Dixon, David 1954–
Dixon, David 1954–
Born July 20, 1954. Education: Slippery Rock University, B.A., M.A.; Kent State University, Ph.D.
Office—History Department, Slippery Rock University, 212 Spotts, Slippery Rock, PA 16057. E-mail—[email protected]
Slippery Rock University, Slippery Rock, PA, professor of history and director of Old Stone House.
Hero of Beecher Island: The Life and Military Career of George A. Forsyth, University of Nebraska Press (Lincoln, NE), 1994.
Never Come to Peace Again: Pontiac's Uprising and the Fate of the British Empire in North America, University of Oklahoma Press (Norman, OK), 2005.

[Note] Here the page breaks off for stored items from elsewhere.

//! Chat-model backend for the analysis agents.

use super::{
    Agent, AgentKind, AgentResult, CoachingFeedback, ObjectionAnalysis, TranscriptAnalysis,
};
use crate::config::{AgentPrompt, Prompts};
use crate::error::{CoachError, Result};
use crate::knowledge::KnowledgeContext;
use crate::transcription::Transcript;
use async_openai::types::{
    ChatCompletionRequestMessage, ChatCompletionRequestSystemMessageArgs,
    ChatCompletionRequestUserMessageArgs, CreateChatCompletionRequestArgs, ResponseFormat,
};
use async_openai::{config::OpenAIConfig, Client};
use async_trait::async_trait;
use std::collections::HashMap;
use tracing::{debug, instrument};

/// Stand-in for an empty knowledge context in prompts.
const NO_KNOWLEDGE: &str = "(none provided)";

/// Runs one agent contract against a chat model.
///
/// Requests use temperature 0 and a fixed seed so repeated runs on the same
/// input stay as close to deterministic as the provider allows.
pub struct LlmAgent {
    kind: AgentKind,
    client: Client<OpenAIConfig>,
    model: String,
    seed: i64,
    prompts: Prompts,
}

impl LlmAgent {
    pub fn new(
        kind: AgentKind,
        client: Client<OpenAIConfig>,
        model: &str,
        seed: i64,
        prompts: Prompts,
    ) -> Self {
        Self {
            kind,
            client,
            model: model.to_string(),
            seed,
            prompts,
        }
    }

    fn prompt(&self) -> &AgentPrompt {
        match self.kind {
            AgentKind::TranscriptAnalyzer => &self.prompts.analyzer,
            AgentKind::SalesCoach => &self.prompts.coach,
            AgentKind::ObjectionExpert => &self.prompts.objection,
        }
    }

    fn failure(&self, reason: impl Into<String>) -> CoachError {
        CoachError::AgentFailure {
            agent: self.kind,
            reason: reason.into(),
        }
    }

    async fn complete(&self, user_prompt: String) -> Result<String> {
        let messages: Vec<ChatCompletionRequestMessage> = vec![
            ChatCompletionRequestSystemMessageArgs::default()
                .content(self.prompts.render_with_custom(&self.prompt().system, &HashMap::new()))
                .build()
                .map_err(|e| self.failure(e.to_string()))?
                .into(),
            ChatCompletionRequestUserMessageArgs::default()
                .content(user_prompt)
                .build()
                .map_err(|e| self.failure(e.to_string()))?
                .into(),
        ];

        let request = CreateChatCompletionRequestArgs::default()
            .model(&self.model)
            .messages(messages)
            .temperature(0.0)
            .seed(self.seed)
            .response_format(ResponseFormat::JsonObject)
            .build()
            .map_err(|e| self.failure(e.to_string()))?;

        let response = self
            .client
            .chat()
            .create(request)
            .await
            .map_err(|e| self.failure(format!("API error: {}", e)))?;

        response
            .choices
            .first()
            .and_then(|c| c.message.content.clone())
            .ok_or_else(|| self.failure("empty response"))
    }
}

#[async_trait]
impl Agent for LlmAgent {
    fn kind(&self) -> AgentKind {
        self.kind
    }

    #[instrument(skip_all, fields(agent = %self.kind))]
    async fn run(&self, transcript: &Transcript, knowledge: &KnowledgeContext) -> Result<AgentResult> {
        let knowledge_text = if knowledge.is_empty() {
            NO_KNOWLEDGE
        } else {
            knowledge.as_str()
        };

        let mut vars = HashMap::new();
        vars.insert("transcript".to_string(), transcript.as_str().to_string());
        vars.insert("knowledge".to_string(), knowledge_text.to_string());
        let user_prompt = self.prompts.render_with_custom(&self.prompt().user, &vars);

        debug!("Requesting {} from {}", self.kind, self.model);
        let content = self.complete(user_prompt).await?;
        parse_response(self.kind, &content)
    }
}

/// Parse a model reply into the result variant for `kind`.
pub(crate) fn parse_response(kind: AgentKind, content: &str) -> Result<AgentResult> {
    let invalid = |e: serde_json::Error| CoachError::AgentFailure {
        agent: kind,
        reason: format!("invalid JSON: {}", e),
    };

    let result = match kind {
        AgentKind::TranscriptAnalyzer => {
            AgentResult::TranscriptAnalyzer(serde_json::from_str::<TranscriptAnalysis>(content).map_err(invalid)?)
        }
        AgentKind::SalesCoach => {
            AgentResult::SalesCoach(serde_json::from_str::<CoachingFeedback>(content).map_err(invalid)?)
        }
        AgentKind::ObjectionExpert => {
            AgentResult::ObjectionExpert(serde_json::from_str::<ObjectionAnalysis>(content).map_err(invalid)?)
        }
    };

    Ok(result.normalized())
}

#[cfg(test)]
mod tests {
    use super::*;

    #[test]
    fn test_parse_analyzer_reply() {
        let content = r#"{"topics": ["pricing", " ROI "], "customer_needs": ["proof of value"], "score": 7.5, "notes": "ignored"}"#;
        let result = parse_response(AgentKind::TranscriptAnalyzer, content).unwrap();

        assert_eq!(
            result,
            AgentResult::TranscriptAnalyzer(TranscriptAnalysis {
                topics: vec!["pricing".into(), "ROI".into()],
                customer_needs: vec!["proof of value".into()],
                score: 7.5,
            })
        );
    }

    #[test]
    fn test_parse_missing_field_is_agent_failure() {
        let err = parse_response(AgentKind::SalesCoach, r#"{"what_went_well": []}"#).unwrap_err();
        assert!(matches!(
            err,
            CoachError::AgentFailure { agent: AgentKind::SalesCoach, .. }
        ));
    }

    #[test]
    fn test_parse_objection_reply() {
        let content = r#"{"objections_detected": ["budget"], "next_actions": ["Send ROI calculator", "Send ROI calculator"]}"#;
        let result = parse_response(AgentKind::ObjectionExpert, content).unwrap();

        assert_eq!(result.kind(), AgentKind::ObjectionExpert);
        assert!(result.validate().is_ok());
        match result {
            AgentResult::ObjectionExpert(o) => assert_eq!(o.next_actions.len(), 1),
            other => panic!("unexpected result: {:?}", other),
        }
    }
}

David Dixon is an American history professor whose writings include a biography of George A. Forsyth and a revisionist history of the Native American uprising of the late eighteenth century credited to Pontiac, a chief of the Ottawa tribe. Hero of Beecher Island: The Life and Military Career of George A. Forsyth fills in the empty spaces of the life of Forsyth, best known for leading American forces to victory in the 1868 battle against Cheyenne and Sioux Indians. Dixon follows Forsyth's career from 1861 through his years in the Civil War, his friendship and education under General Philip Sheridan, and his involvement in the campaigns against the Indian tribes in the 1870s and 1880s. Dixon parallels Forsyth's life with the role of the U.S. Army at the time, including its part in protecting railroad construction crews, the development of trade routes, exploration and mapping efforts, and the formation of government policies with Native Americans.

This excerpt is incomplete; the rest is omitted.